O Brasil expressou sua oposição à operação militar dos Estados Unidos que levou à prisão do presidente venezuelano Nicolás Maduro em Nova York, no dia 3 de janeiro de 2026. Em uma reunião do Conselho Permanente da Organização dos Estados Americanos, o embaixador Benoni Belli afirmou que a ação é um “sequestro” que compromete a soberania da Venezuela e desrespeita normas internacionais. A declaração do embaixador destaca a gravidade do ocorrido e seu impacto nas relações diplomáticas na região.
Belli argumentou que os bombardeios realizados em território venezuelano, assim como a remoção forçada de Maduro e sua esposa, Cilia Flores, representam uma afronta à soberania do país e uma ameaça à estabilidade regional. Ele enfatizou que a crise na Venezuela deve ser abordada por meio de um processo político interno, sem intervenções externas que possam agravar a situação. A fala do embaixador reflete uma preocupação com a erosão dos princípios do multilateralismo e a necessidade de se respeitar a autonomia dos países latino-americanos.

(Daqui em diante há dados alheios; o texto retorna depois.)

// SPDX-License-Identifier: MIT
// Copyright 2026 Roland Dreier <roland@rolandd.dev>

//! Credential store.
//!
//! Every mutating call is a single atomic update of one user document.
//! Callers pass the current time and retention window so that expiry of
//! stored refresh tokens is decided in one place.

pub mod firestore;
pub mod memory;

pub use firestore::FirestoreUserStore;
pub use memory::MemoryUserStore;

use crate::error::AppError;
use crate::models::{LockoutPolicy, ProfileChanges, RefreshTokenEntry, User};
use async_trait::async_trait;
use chrono::{DateTime, Duration, Utc};
use std::sync::Arc;

/// Collection names as constants.
pub mod collections {
    pub const USERS: &str = "users";
    /// One document per registered email, keyed by the hex of the lower-cased address
    pub const USER_EMAILS: &str = "user_emails";
    /// One document per username, keyed by the hex of the username
    pub const USERNAMES: &str = "usernames";
}

/// Shared handle to whichever store backend is configured.
pub type SharedUserStore = Arc<dyn UserStore>;

/// Persistence for user records.
#[async_trait]
pub trait UserStore: Send + Sync {
    /// Insert a new user. Fails with `DuplicateIdentity` if the email
    /// (checked first) or username is already registered.
    async fn insert_user(&self, user: User) -> Result<User, AppError>;

    async fn get_user(&self, id: &str) -> Result<Option<User>, AppError>;

    /// Resolve a login identifier: case-insensitive email match first,
    /// then exact username.
    async fn find_by_identifier(&self, identifier: &str) -> Result<Option<User>, AppError>;

    async fn find_by_username(&self, username: &str) -> Result<Option<User>, AppError>;

    /// Case-insensitive lookup.
    async fn find_by_email(&self, email: &str) -> Result<Option<User>, AppError>;

    /// Count one failed password check, locking the account at the threshold.
    /// Returns the updated record.
    async fn record_failed_login(
        &self,
        id: &str,
        policy: LockoutPolicy,
        now: DateTime<Utc>,
    ) -> Result<User, AppError>;

    /// Reset attempts and lock, stamp `last_login` and add the new session.
    async fn record_successful_login(
        &self,
        id: &str,
        entry: RefreshTokenEntry,
        now: DateTime<Utc>,
        retention: Duration,
    ) -> Result<(), AppError>;

    async fn push_refresh_token(
        &self,
        id: &str,
        entry: RefreshTokenEntry,
        now: DateTime<Utc>,
        retention: Duration,
    ) -> Result<(), AppError>;

    /// Replace `old` with `new`. Fails with `TokenRevoked` if `old` is not
    /// currently held, in which case nothing changes.
    async fn rotate_refresh_token(
        &self,
        id: &str,
        old: &str,
        new: RefreshTokenEntry,
        now: DateTime<Utc>,
        retention: Duration,
    ) -> Result<(), AppError>;

    /// Returns whether a token was removed.
    async fn remove_refresh_token(
        &self,
        id: &str,
        token: &str,
        now: DateTime<Utc>,
    ) -> Result<bool, AppError>;

    /// Returns how many tokens were removed.
    async fn clear_refresh_tokens(&self, id: &str, now: DateTime<Utc>) -> Result<usize, AppError>;

    /// Fails with `DuplicateIdentity` if a new email belongs to another user.
    async fn update_profile(
        &self,
        id: &str,
        changes: ProfileChanges,
        now: DateTime<Utc>,
    ) -> Result<User, AppError>;

    /// Replace the password hash and revoke every refresh token.
    async fn set_password_hash(
        &self,
        id: &str,
        password_hash: String,
        now: DateTime<Utc>,
    ) -> Result<(), AppError>;
}

pub(crate) fn email_taken() -> AppError {
    AppError::DuplicateIdentity("Email already registered".to_string())
}

pub(crate) fn username_taken() -> AppError {
    AppError::DuplicateIdentity("Username already taken".to_string())
}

O embaixador alertou que a operação dos EUA reabre feridas históricas relacionadas a intervenções na América Latina, evocando memórias de ações passadas. As reações ao episódio foram imediatas, com críticas de diversos países da região, além de potências como Rússia e China, que também condenaram a intervenção militar. O Brasil se comprometeu a defender uma solução pacífica para a crise venezuelana, reafirmando sua posição de não aceitar intervenções que comprometam a dignidade nacional dos países da região.